The Tripoli-based Government of National Accord, which is backed by the UN, called for an investigation by the world body.

Libya became a major crossing point for migrants to Europe after the overthrow and death of longtime dictator Moammar Gadhafi in 2011, when the North African nation was thrown into chaos, armed militias proliferated and central authority collapsed.

At least 6,000 migrants from Eritrea, Ethiopia, Somalia, Sudan and other nations are locked in dozens of detention facilities in Libya run by militias accused of torture and other abuses.

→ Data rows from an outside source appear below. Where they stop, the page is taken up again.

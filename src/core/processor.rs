//! Transfer processor
//!
//! This module provides the `TransferProcessor` that orchestrates supply
//! accounting by coordinating the exclusion policy, the `BalanceLedger` and
//! the `SupplyAggregate` for one token.
//!
//! For each transfer the processor:
//! - rejects negative amounts before touching any state
//! - classifies both endpoints once, before any balance changes
//! - when the transfer mints, burns, or touches an excluded address, applies
//!   every matching supply mutation (mint, burn, out of exclusion, into
//!   exclusion) in that order and persists the aggregate once
//! - debits the sender and credits the receiver
//!
//! The supply conditions are independent, not an else-if chain. A mint
//! straight into an excluded address therefore raises `total` and leaves
//! `circulating` where it was; a burn out of an excluded address lowers
//! `total` only.

use crate::core::aggregate::SupplyAggregate;
use crate::core::ledger::BalanceLedger;
use crate::core::store::MemoryStore;
use crate::core::traits::{ExclusionPolicy, HolderStore, SupplyStore};
use crate::types::{
    Address, Supply, SupplyError, TokenId, TokenState, TransferEvent, TransferOutcome,
};
use num_traits::Signed;

/// Supply accounting engine for a single token
///
/// Owns its store; all state for the token lives behind it. Events must be fed
/// in chain order, one at a time.
#[derive(Debug)]
pub struct TransferProcessor<P, S> {
    token: TokenId,
    policy: P,
    ledger: BalanceLedger,
    store: S,
}

impl<P, S> TransferProcessor<P, S>
where
    P: ExclusionPolicy,
    S: HolderStore + SupplyStore,
{
    /// Create a processor for `token`
    ///
    /// # Arguments
    ///
    /// * `token` - Identity key of the tracked token's supply record
    /// * `sentinel` - The null/burn address (normally [`Address::ZERO`])
    /// * `policy` - Which addresses are non-circulating
    /// * `store` - Where holder and supply records are persisted
    pub fn new(token: TokenId, sentinel: Address, policy: P, store: S) -> Self {
        TransferProcessor {
            token,
            policy,
            ledger: BalanceLedger::new(sentinel),
            store,
        }
    }

    pub fn token(&self) -> &TokenId {
        &self.token
    }

    pub fn store(&self) -> &S {
        &self.store
    }

    /// Whether the transfer changes total or circulating supply
    ///
    /// True for mints, burns, and anything touching an excluded address.
    pub fn is_supply_affecting(&self, from: &Address, to: &Address) -> bool {
        let sentinel = self.ledger.sentinel();
        let mint_or_burn = *from == sentinel || *to == sentinel;
        let touches_excluded = self.policy.is_excluded(from) || self.policy.is_excluded(to);
        mint_or_burn || touches_excluded
    }

    /// Process a single transfer event
    ///
    /// # Returns
    ///
    /// * `Ok(TransferOutcome)` - The transfer was applied; any values that
    ///   went negative are listed in `underflows` (and logged)
    /// * `Err(SupplyError)` - The transfer was rejected or a store write failed
    ///
    /// # Errors
    ///
    /// Returns an error if:
    /// - The amount is negative (no state is touched)
    /// - Loading or persisting a holder or the supply record fails. Processing
    ///   stops at the failed write; redelivery is the caller's concern.
    pub fn process(&mut self, event: &TransferEvent) -> Result<TransferOutcome, SupplyError> {
        let TransferEvent { from, to, amount } = event;

        if amount.is_negative() {
            return Err(SupplyError::negative_amount(
                &amount.to_string(),
                &from.to_hex(),
                &to.to_hex(),
            ));
        }

        let sentinel = self.ledger.sentinel();
        let from_excluded = self.policy.is_excluded(from);
        let to_excluded = self.policy.is_excluded(to);

        let mut outcome = TransferOutcome {
            supply_affecting: self.is_supply_affecting(from, to),
            underflows: Vec::new(),
        };

        if outcome.supply_affecting {
            tracing::info!(
                token = %self.token,
                %amount,
                %from,
                %to,
                "Token supply update"
            );

            let mut aggregate = SupplyAggregate::load(&mut self.store, &self.token)?;
            if *from == sentinel {
                aggregate.mint(amount);
            }
            if *to == sentinel {
                aggregate.burn(amount);
            }
            if from_excluded {
                aggregate.move_out_of_exclusion(amount);
            }
            if to_excluded {
                aggregate.move_into_exclusion(amount);
            }
            outcome.underflows.extend(aggregate.underflows());
            aggregate.persist(&mut self.store)?;
        }

        // Sender is committed before the receiver is loaded, so a self-transfer
        // nets to zero. Loading both up front and committing the receiver last
        // would instead leave `balance + amount` on a self-transfer; that
        // variant is deliberately not reproduced.
        let mut sender = self.ledger.load_or_create(&self.store, *from)?;
        outcome
            .underflows
            .extend(self.ledger.debit(&mut sender, amount));
        self.ledger.commit(&mut self.store, &sender)?;

        let mut receiver = self.ledger.load_or_create(&self.store, *to)?;
        self.ledger.credit(&mut receiver, amount);
        self.ledger.commit(&mut self.store, &receiver)?;

        for underflow in &outcome.underflows {
            tracing::warn!(token = %self.token, %from, %to, "{}", underflow);
        }
        tracing::debug!(
            token = %self.token,
            %from,
            %to,
            %amount,
            supply_affecting = outcome.supply_affecting,
            "Transfer processed"
        );

        Ok(outcome)
    }

    /// Current supply snapshot
    ///
    /// Read-only: a token that has not seen a supply-affecting transfer yet
    /// reports zeros without creating a record.
    pub fn supply(&self) -> Result<Supply, SupplyError> {
        Ok(self
            .store
            .get_supply(&self.token)?
            .unwrap_or_else(|| Supply::new(self.token.clone())))
    }
}

impl<P: ExclusionPolicy> TransferProcessor<P, MemoryStore> {
    /// Supply plus every persisted holder
    pub fn state(&self) -> Result<TokenState, SupplyError> {
        Ok(TokenState {
            supply: self.supply()?,
            holders: self.store.holders().into_iter().cloned().collect(),
        })
    }
}
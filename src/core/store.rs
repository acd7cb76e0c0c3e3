//! In-memory record store
//!
//! This module provides the `MemoryStore` component that keeps holder and
//! supply records in HashMaps. It backs the CLI replay and the tests; a
//! database-backed store would implement the same two traits.
//!
//! # Initialization
//!
//! `get_or_init_supply` only inserts when no record exists, so the first
//! writer wins and later callers re-read the same record.

use crate::core::traits::{HolderStore, SupplyStore};
use crate::types::{Address, Holder, Supply, SupplyError, TokenId};
use std::collections::HashMap;

/// HashMap-backed holder and supply storage
#[derive(Debug, Clone, Default)]
pub struct MemoryStore {
    /// Map of address to holder record
    holders: HashMap<Address, Holder>,

    /// Map of token identity to supply record
    supplies: HashMap<TokenId, Supply>,
}

impl MemoryStore {
    /// Create an empty store
    pub fn new() -> Self {
        Self::default()
    }

    /// All persisted holders, sorted by address
    pub fn holders(&self) -> Vec<&Holder> {
        let mut holders: Vec<&Holder> = self.holders.values().collect();
        holders.sort_by_key(|holder| holder.id);
        holders
    }

    pub fn holder_count(&self) -> usize {
        self.holders.len()
    }

    /// Whether a holder record exists for the address
    pub fn contains_holder(&self, id: &Address) -> bool {
        self.holders.contains_key(id)
    }

    /// All persisted supply records, sorted by token identity
    pub fn supplies(&self) -> Vec<&Supply> {
        let mut supplies: Vec<&Supply> = self.supplies.values().collect();
        supplies.sort_by(|a, b| a.id.cmp(&b.id));
        supplies
    }
}

impl HolderStore for MemoryStore {
    fn get_holder(&self, id: &Address) -> Result<Option<Holder>, SupplyError> {
        Ok(self.holders.get(id).cloned())
    }

    fn put_holder(&mut self, holder: &Holder) -> Result<(), SupplyError> {
        self.holders.insert(holder.id, holder.clone());
        Ok(())
    }
}

impl SupplyStore for MemoryStore {
    fn get_supply(&self, id: &TokenId) -> Result<Option<Supply>, SupplyError> {
        Ok(self.supplies.get(id).cloned())
    }

    fn get_or_init_supply(&mut self, id: &TokenId) -> Result<Supply, SupplyError> {
        let supply = self.supplies.entry(id.clone()).or_insert_with(|| {
            tracing::info!(token = %id, "Supply record initialized");
            Supply::new(id.clone())
        });
        Ok(supply.clone())
    }

    fn put_supply(&mut self, supply: &Supply) -> Result<(), SupplyError> {
        self.supplies.insert(supply.id.clone(), supply.clone());
        Ok(())
    }
}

There is limited food and other supplies for the migrants, who often end up there after arduous journeys at the mercy of abusive traffickers who hold them for ransom from their families. More than 3,000 migrants are in danger because they are held in detention centers near the front lines, the UN refugee agency said.

"This incident underscores the urgency to provide all refugees and migrants with safe shelter until their asylum claims can be processed or they can be safely repatriated," UN spokesman Stephane Dujarric said.

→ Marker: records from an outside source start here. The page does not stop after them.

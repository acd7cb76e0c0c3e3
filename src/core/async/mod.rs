//! Asynchronous implementations of core components
//!
//! This module provides the concurrent counterpart of the sequential
//! `TokenRouter`, using DashMap for per-token locking.
//!
//! # Thread Safety
//!
//! - Transfers of different tokens proceed in parallel
//! - Transfers of the same token are applied one at a time, in order
//! - No global locks; one lock per token shard

pub mod shard_router;

pub use shard_router::{ProcessingResult, ShardRouter};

General Khaled el-Mahjoub, a spokesman for Hifter's LNA forces, denied targeting the detention center, saying it was the militia camp in the Tajoura neighbourhood that was the target. He did not deny, however, that the migrant detention centre was hit.

"We didn't give orders to target the shelter," he said.

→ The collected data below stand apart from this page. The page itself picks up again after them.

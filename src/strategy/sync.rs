//! Synchronous processing strategy
//!
//! This module provides a synchronous, single-threaded implementation of the
//! ProcessingStrategy trait. It orchestrates replay by coordinating between the
//! SyncReader (for CSV input) and the TokenRouter (for supply accounting).
//!
//! # Design
//!
//! The SyncProcessingStrategy focuses on orchestration, delegating:
//! - CSV parsing to `SyncReader` (iterator interface)
//! - Supply accounting to `TokenRouter` (one processor per token)
//! - CSV output to the `csv_format` writers (via `ProcessingStrategy::process`)
//!
//! # Memory Efficiency
//!
//! Records are streamed one at a time. Memory usage is O(holders), not
//! O(transfers).

use crate::config::Deployment;
use crate::core::TokenRouter;
use crate::io::sync_reader::SyncReader;
use crate::strategy::{handle_transfer_error, ProcessingStrategy};
use crate::types::TokenState;
use std::path::Path;

/// Synchronous processing strategy
///
/// # Examples
///
/// ```no_run
/// use token_supply_tracker::config::TrackerConfig;
/// use token_supply_tracker::strategy::{ProcessingStrategy, SyncProcessingStrategy};
/// use std::path::Path;
/// use std::io;
///
/// let deployments = TrackerConfig::mainnet().resolve().unwrap();
/// let strategy = SyncProcessingStrategy::new(deployments);
/// let mut output = io::stdout();
///
/// strategy.process(Path::new("transfers.csv"), &mut output, None)
///     .expect("Processing failed");
/// ```
#[derive(Debug, Clone)]
pub struct SyncProcessingStrategy {
    deployments: Vec<Deployment>,
}

impl SyncProcessingStrategy {
    pub fn new(deployments: Vec<Deployment>) -> Self {
        Self { deployments }
    }
}

impl ProcessingStrategy for SyncProcessingStrategy {
    /// Replay transfers one record at a time
    ///
    /// 1. Creates a SyncReader to stream transfer records from the CSV file
    /// 2. Builds a fresh TokenRouter from the configured deployments
    /// 3. Routes each record to its token's processor, in file order
    /// 4. Collects the final per-token state
    fn replay(&self, input_path: &Path) -> Result<Vec<TokenState>, String> {
        let mut router = TokenRouter::new(&self.deployments);

        let mut reader = SyncReader::new(input_path).map_err(|e| e.to_string())?;

        while let Some(result) = reader.next() {
            match result {
                Ok(record) => {
                    if let Err(e) = router.route(&record) {
                        handle_transfer_error(e)?;
                    }
                }
                Err(e) => {
                    tracing::warn!(line = reader.line(), "Skipping malformed row: {}", e);
                }
            }
        }

        router.states().map_err(|e| e.to_string())
    }
}

#[cfg(test)]
mod tests {
    use super::*;
    use crate::config::{TrackerConfig, MAINNET_NON_CIRCULATING, MAINNET_TOKEN};
    use num_bigint::BigInt;
    use std::io::Write;
    use tempfile::NamedTempFile;

    const ZERO: &str = "0x0000000000000000000000000000000000000000";
    const ALICE: &str = "0x00000000000000000000000000000000000000a1";
    const BOB: &str = "0x00000000000000000000000000000000000000b0";

    /// Helper function to create a temporary CSV file for testing
    fn create_temp_csv(content: &str) -> NamedTempFile {
        let mut file = NamedTempFile::new().expect("Failed to create temp file");
        file.write_all(content.as_bytes())
            .expect("Failed to write to temp file");
        file.flush().expect("Failed to flush temp file");
        file
    }

    fn strategy() -> SyncProcessingStrategy {
        SyncProcessingStrategy::new(TrackerConfig::mainnet().resolve().unwrap())
    }

    fn transfers(rows: &[(&str, &str, &str)]) -> String {
        let mut content = String::from("token,from,to,amount\n");
        for (from, to, amount) in rows {
            content.push_str(&format!("{},{},{},{}\n", MAINNET_TOKEN, from, to, amount));
        }
        content
    }

    #[test]
    fn test_sync_strategy_processes_mint() {
        let file = create_temp_csv(&transfers(&[(ZERO, ALICE, "100")]));

        let mut output = Vec::new();
        strategy().process(file.path(), &mut output, None).unwrap();

        assert_eq!(
            String::from_utf8(output).unwrap(),
            format!("id,total,circulating\n{},100,100\n", MAINNET_TOKEN)
        );
    }

    #[test]
    fn test_sync_strategy_tracks_exclusions() {
        let dao = MAINNET_NON_CIRCULATING[2];
        let file = create_temp_csv(&transfers(&[
            (ZERO, ALICE, "1000"),
            (ZERO, dao, "1000"),
            (dao, BOB, "400"),
            (ALICE, ZERO, "100"),
        ]));

        let states = strategy().replay(file.path()).unwrap();

        assert_eq!(states.len(), 1);
        assert_eq!(states[0].supply.total, BigInt::from(1900));
        assert_eq!(states[0].supply.circulating, BigInt::from(1300));
        assert_eq!(states[0].holders.len(), 3);
    }

    #[test]
    fn test_sync_strategy_writes_holders() {
        let file = create_temp_csv(&transfers(&[(ZERO, ALICE, "100"), (ALICE, BOB, "30")]));

        let mut output = Vec::new();
        let mut holders = Vec::new();
        strategy()
            .process(file.path(), &mut output, Some(&mut holders))
            .unwrap();

        assert_eq!(
            String::from_utf8(holders).unwrap(),
            format!(
                "token,id,balance\n{token},{alice},70\n{token},{bob},30\n",
                token = MAINNET_TOKEN,
                alice = ALICE,
                bob = BOB
            )
        );
    }

    #[test]
    fn test_sync_strategy_skips_malformed_rows() {
        let content = format!(
            "{}{},{},{},5\n",
            transfers(&[(ZERO, ALICE, "100"), (ALICE, BOB, "-5"), (ALICE, "0xbad", "5")]),
            "0xSomeOtherToken",
            ZERO,
            ALICE
        );
        let file = create_temp_csv(&content);

        let states = strategy().replay(file.path()).unwrap();

        assert_eq!(states[0].supply.total, BigInt::from(100));
        assert_eq!(states[0].holders.len(), 1);
        assert_eq!(states[0].holders[0].balance, BigInt::from(100));
    }

    #[test]
    fn test_sync_strategy_handles_missing_file() {
        let result = strategy().replay(Path::new("nonexistent.csv"));
        assert_eq!(result.unwrap_err(), "File not found: nonexistent.csv");
    }

    #[test]
    fn test_sync_strategy_reports_untouched_tokens() {
        let file = create_temp_csv(&transfers(&[]));

        let mut output = Vec::new();
        strategy().process(file.path(), &mut output, None).unwrap();

        assert_eq!(
            String::from_utf8(output).unwrap(),
            format!("id,total,circulating\n{},0,0\n", MAINNET_TOKEN)
        );
    }

    #[test]
    fn test_sync_strategy_is_send_sync() {
        fn assert_send_sync<T: Send + Sync>() {}
        assert_send_sync::<SyncProcessingStrategy>();
    }
}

Later Wednesday, LNA spokesman Ahmed al-Mesmari also denied that its forces targeted the detention centre and said the UN should investigate. He also blamed another militia in Misrata for airstrikes south of Tripoli that killed children in what he termed "a terrorist operation."

The EU urged Libyan authorities to better protect migrants, with its top diplomat and two top policy commissioners saying the attack highlights "the dire and vulnerable situation of migrants caught up in the spiral of violence."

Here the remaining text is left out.